Allons plus loin que cette réflexion qui, je l’admets, est tout de même assez théorique. Ce qui anime certains est aussi la protection de la parole populaire, exprimée au travers des scrutins démocratiques. L’Union Européenne, à ce titre, est souvent critiquée sur la base des différents référendums qu’elle a organisé. On pense alors aux différentes tractations autour du traité de Lisbonne et au choix de certains Etats (comme la France ou les Pays-Bas) de ne pas organiser de référendums. Un choix critiquable, sans doute, mais un choix étatique et non européen. On pourrait brandir, ensuite, le cas irlandais où le « Non » au référendum eut pour conséquence la tenue d’un second référendum dans un délai très court, qui aboutit à un « Oui ». Ce serait oublié que ce « Oui » n’a pas été obtenu par la force, mais plutôt par la promesse de certaines garanties de la part de l’Union Européenne. On retrouve là un schéma de négociations déjà utilisé en 1992 lors du vote du Danemark sur le traité de Maastricht : après la promesse de certaines concessions nationales, notamment le rejet de la monnaie unique, le Danemark avait accepté de rejoindre le traité. Ces clauses, nommées « opting-out », sont de factoadoptées par cinq pays européens, sur différents sujets politiques (l’Irlande, la Finlande, le Danemark, la Pologne et le Royaume-Uni qui sera bientôt totalement out).

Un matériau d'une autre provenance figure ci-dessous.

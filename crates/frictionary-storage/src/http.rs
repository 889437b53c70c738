//! Shared MediaWiki HTTP client: small per-wiki concurrency, retries on throttling
//! and gateway failures, `Retry-After` respected.

use std::collections::HashMap;
use std::sync::Arc;
use std::time::Duration;

use anyhow::Context;
use reqwest::header::{HeaderMap, RETRY_AFTER};
use reqwest::{StatusCode, Url};
use thiserror::Error;
use tokio::sync::{AcquireError, Mutex, Semaphore};
use tracing::{debug, warn, Instrument};

/// Throttling and overloaded-gateway answers; anything else is final.
pub fn is_transient_status(status: StatusCode) -> bool {
    matches!(
        status,
        StatusCode::TOO_MANY_REQUESTS
            | StatusCode::BAD_GATEWAY
            | StatusCode::SERVICE_UNAVAILABLE
            | StatusCode::GATEWAY_TIMEOUT
    )
}

pub fn is_transient_error(err: &reqwest::Error) -> bool {
    err.is_timeout() || err.is_connect()
}

/// Delay-seconds form of `Retry-After`. HTTP-date values are ignored.
pub fn retry_after(headers: &HeaderMap) -> Option<Duration> {
    let value = headers.get(RETRY_AFTER)?.to_str().ok()?;
    value.trim().parse::<u64>().ok().map(Duration::from_secs)
}

#[derive(Debug, Clone, Copy, PartialEq, Eq)]
pub struct RetryPolicy {
    pub max_retries: usize,
    pub base_delay: Duration,
    /// Upper bound for both the doubled delay and a server-sent `Retry-After`.
    pub max_delay: Duration,
}

impl Default for RetryPolicy {
    fn default() -> Self {
        Self {
            max_retries: 3,
            base_delay: Duration::from_millis(500),
            max_delay: Duration::from_secs(10),
        }
    }
}

impl RetryPolicy {
    pub fn delay_for(&self, attempt: usize, retry_after: Option<Duration>) -> Duration {
        let delay = match retry_after {
            Some(wait) => wait,
            None => {
                let factor = 1u32.checked_shl(attempt as u32).unwrap_or(u32::MAX);
                self.base_delay.saturating_mul(factor)
            }
        };
        delay.min(self.max_delay)
    }
}

#[derive(Debug, Clone)]
pub struct HttpClientConfig {
    pub timeout: Duration,
    pub user_agent: Option<String>,
    /// Requests in flight across all wikis.
    pub global_concurrency: usize,
    /// Requests in flight against one wiki.
    pub per_site_concurrency: usize,
    pub retry: RetryPolicy,
}

impl Default for HttpClientConfig {
    fn default() -> Self {
        Self {
            timeout: Duration::from_secs(20),
            user_agent: None,
            global_concurrency: 8,
            per_site_concurrency: 2,
            retry: RetryPolicy::default(),
        }
    }
}

#[derive(Debug, Clone)]
pub struct FetchedResponse {
    pub status: StatusCode,
    pub final_url: String,
    pub body: Vec<u8>,
}

impl FetchedResponse {
    pub fn text(&self) -> String {
        String::from_utf8_lossy(&self.body).into_owned()
    }
}

#[derive(Debug, Error)]
pub enum FetchError {
    #[error("request failed: {0}")]
    Request(#[from] reqwest::Error),
    #[error("http status {status} for {url}")]
    HttpStatus { status: u16, url: String },
    #[error("http client shut down")]
    Closed(#[from] AcquireError),
}

/// One client for every configured wiki. Permits are taken per wiki first, then globally.
#[derive(Debug)]
pub struct HttpFetcher {
    client: reqwest::Client,
    global_limit: Arc<Semaphore>,
    per_site_limit: usize,
    per_site: Mutex<HashMap<String, Arc<Semaphore>>>,
    retry: RetryPolicy,
}

impl HttpFetcher {
    pub fn new(config: HttpClientConfig) -> anyhow::Result<Self> {
        let mut builder = reqwest::Client::builder()
            .gzip(true)
            .brotli(true)
            .timeout(config.timeout);
        if let Some(user_agent) = &config.user_agent {
            builder = builder.user_agent(user_agent.clone());
        }
        let client = builder.build().context("building wiki http client")?;

        Ok(Self {
            client,
            global_limit: Arc::new(Semaphore::new(config.global_concurrency.max(1))),
            per_site_limit: config.per_site_concurrency.max(1),
            per_site: Mutex::new(HashMap::new()),
            retry: config.retry,
        })
    }

    async fn site_limit(&self, site: &str) -> Arc<Semaphore> {
        let mut limits = self.per_site.lock().await;
        limits
            .entry(site.to_string())
            .or_insert_with(|| Arc::new(Semaphore::new(self.per_site_limit)))
            .clone()
    }

    pub async fn get(&self, site: &str, url: Url) -> Result<FetchedResponse, FetchError> {
        let span = tracing::info_span!("wiki_request", site, url = %url);
        self.get_politely(site, url).instrument(span).await
    }

    async fn get_politely(&self, site: &str, url: Url) -> Result<FetchedResponse, FetchError> {
        let site_limit = self.site_limit(site).await;
        let _site_permit = site_limit.acquire().await?;
        let _global_permit = self.global_limit.acquire().await?;

        let mut attempt = 0;
        loop {
            let retries_left = attempt < self.retry.max_retries;
            let resp = match self.client.get(url.clone()).send().await {
                Ok(resp) => resp,
                Err(err) if retries_left && is_transient_error(&err) => {
                    debug!(error = %err, attempt, "request failed, retrying");
                    tokio::time::sleep(self.retry.delay_for(attempt, None)).await;
                    attempt += 1;
                    continue;
                }
                Err(err) => return Err(err.into()),
            };

            let status = resp.status();
            let final_url = resp.url().to_string();
            if status.is_success() {
                debug!(status = status.as_u16(), attempt, "loaded");
                let body = resp.bytes().await?.to_vec();
                return Ok(FetchedResponse {
                    status,
                    final_url,
                    body,
                });
            }

            if retries_left && is_transient_status(status) {
                let delay = self.retry.delay_for(attempt, retry_after(resp.headers()));
                warn!(status = status.as_u16(), attempt, delay_ms = delay.as_millis() as u64, "wiki asked us to back off");
                tokio::time::sleep(delay).await;
                attempt += 1;
                continue;
            }

            return Err(FetchError::HttpStatus {
                status: status.as_u16(),
                url: final_url,
            });
        }
    }
}
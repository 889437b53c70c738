use std::collections::HashMap;
use std::future::Future;
use std::sync::Arc;
use std::time::Duration;

use frictionary_core::Suggestion;
use tokio::sync::{Mutex, OnceCell};
use tokio::time::Instant;

use crate::store::StoreError;

type TopList = Arc<Vec<Suggestion>>;

struct CacheSlot {
    created: Instant,
    cell: Arc<OnceCell<TopList>>,
}

/// TTL cache of top-by-score lists keyed by `(site, limit)`.
///
/// Each slot holds a `OnceCell`; callers arriving while a load is in flight wait on
/// it instead of issuing their own query. A failed load leaves the cell empty so
/// the next caller retries.
pub(crate) struct TopScoreCache {
    ttl: Duration,
    slots: Mutex<HashMap<(String, usize), CacheSlot>>,
}

impl TopScoreCache {
    pub(crate) fn new(ttl: Duration) -> Self {
        Self {
            ttl,
            slots: Mutex::new(HashMap::new()),
        }
    }

    pub(crate) async fn get_or_load<F, Fut>(
        &self,
        site: &str,
        limit: usize,
        load: F,
    ) -> Result<TopList, StoreError>
    where
        F: FnOnce() -> Fut,
        Fut: Future<Output = Result<Vec<Suggestion>, StoreError>>,
    {
        let cell = {
            let mut slots = self.slots.lock().await;
            let key = (site.to_string(), limit);
            match slots.get(&key) {
                Some(slot) if slot.created.elapsed() < self.ttl => slot.cell.clone(),
                _ => {
                    let cell = Arc::new(OnceCell::new());
                    slots.insert(
                        key,
                        CacheSlot {
                            created: Instant::now(),
                            cell: cell.clone(),
                        },
                    );
                    cell
                }
            }
        };

        cell.get_or_try_init(|| async { load().await.map(Arc::new) })
            .await
            .cloned()
    }
}
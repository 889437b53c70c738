//! Request-level orchestration: suggestion pages, background refills and votes.

use std::collections::{HashMap, HashSet};
use std::sync::Arc;

use chrono::{DateTime, Utc};
use frictionary_adapters::{AdapterError, FetchOutcome, SuggestionFetcher};
use frictionary_core::{SeenSet, Suggestion, VoteTally};
use frictionary_storage::{StoreError, SuggestionStore};
use rand::seq::SliceRandom;
use serde::Serialize;
use thiserror::Error;
use tokio::task::JoinHandle;
use tracing::{debug, info, warn};

use crate::vote_gate::{VoteGate, VoteRejection};

#[derive(Debug, Error)]
pub enum ServiceError {
    #[error("unknown site {0}")]
    UnknownSite(String),
    #[error(transparent)]
    Adapter(#[from] AdapterError),
    #[error(transparent)]
    Store(#[from] StoreError),
}

#[derive(Debug, Error)]
pub enum VoteError {
    #[error("invalid vote")]
    InvalidVote,
    #[error("already voted")]
    AlreadyVoted,
    #[error("rate limited")]
    RateLimited,
    #[error("no suggestion with id {0}")]
    NotFound(String),
    #[error(transparent)]
    Store(StoreError),
}

impl From<VoteRejection> for VoteError {
    fn from(rejection: VoteRejection) -> Self {
        match rejection {
            VoteRejection::InvalidVote => VoteError::InvalidVote,
            VoteRejection::AlreadyVoted => VoteError::AlreadyVoted,
            VoteRejection::RateLimited => VoteError::RateLimited,
        }
    }
}

impl From<StoreError> for VoteError {
    fn from(err: StoreError) -> Self {
        match err {
            StoreError::NotFound(id) => VoteError::NotFound(id),
            other => VoteError::Store(other),
        }
    }
}

#[derive(Debug, Clone, PartialEq, Eq, Serialize)]
pub struct SiteInfo {
    pub id: String,
    pub info: Option<String>,
}

/// A configured site together with the fetcher that fills it.
pub struct SiteHandle {
    pub info: SiteInfo,
    pub fetcher: Arc<SuggestionFetcher>,
}

#[derive(Debug, Clone, Copy)]
pub struct ServiceConfig {
    pub page_size: usize,
    /// Random sample size as a multiple of `page_size`.
    pub random_multiplier: usize,
    pub top_limit: usize,
    pub outdated_after: chrono::Duration,
}

impl Default for ServiceConfig {
    fn default() -> Self {
        Self {
            page_size: 10,
            random_multiplier: 4,
            top_limit: 2048,
            outdated_after: chrono::Duration::days(14),
        }
    }
}

#[derive(Debug, Clone, Default, PartialEq)]
pub struct SuggestionPage {
    pub suggestions: Vec<Suggestion>,
    /// Ids to merge into the caller's seen set.
    pub newly_seen: Vec<String>,
}

struct ServiceInner {
    store: Arc<SuggestionStore>,
    sites: Vec<SiteInfo>,
    fetchers: HashMap<String, Arc<SuggestionFetcher>>,
    vote_gate: VoteGate,
    config: ServiceConfig,
}

#[derive(Clone)]
pub struct SuggestionService {
    inner: Arc<ServiceInner>,
}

L’Union Européenne ne fonctionne pas de la même façon qu’un Etat. En schématisant outrancièrement, la configuration politique d’un Etat serait à deux niveaux : la relation de l’Etat à sa population et la relation de l’Etat aux autres Etats et aux organisations internationales. Dans l’Union Européenne, cette configuration est bien plus complexe et induit une interdépendance entre un nombre plus grand d’acteurs, de rôles et tailles variables.Penser l’Union Européenne sur le modèle de l’Etat centralisé, où Bruxelles serait la capitale d’un territoire où elle pourrait imposer ses choix. La réalité est plus complexe. La décision italienne d’écarter Savona n’est pas le produit de la volonté de Bruxelles, mais plus probablement de la conjonction d’une configuration plus large. En somme, la manœuvre discursive consiste à réifier, à unifier, en une seule entité nommée « Bruxelles », un ensemble politique sophistiqué et varié.
Enfin, les souverainistes ont au moins raison sur un point : les États de l’UE remettent bien une partie de leur souveraineté dans les mains de l’Union Européenne. C’est un choix, et un acte, politique, et il est à ce titre parfaitement légitime, en démocratie, de le critiquer. Cependant, la critique souverainiste porte sur des arguments fallacieux, surestimant volontairement le poids politique de la commission européenne. Celle-ci porte une partie de l’électorat à croire que l’Union Européenne décide en secret, ou presque, de l’avenir des différends pays, sourde à la volonté des peuples, ranimant le vieux mythe de la synarchie. Sur ce point, la critique porte d’autant plus qu’il est vrai que l’Union Européenne peut être critiquée pour son manque de démocratie réelle, sur certains dossiers. Mais en élevant la souveraineté de l’Etat au rang de vertu, qui se suffirait à elle-même, ces discours esquivent volontairement un débat qui porterait sur la réalité de la politique de l’Union européenne et sur la nature de ses institutions, sur les lacunes démocratiques et les moyens de les combler.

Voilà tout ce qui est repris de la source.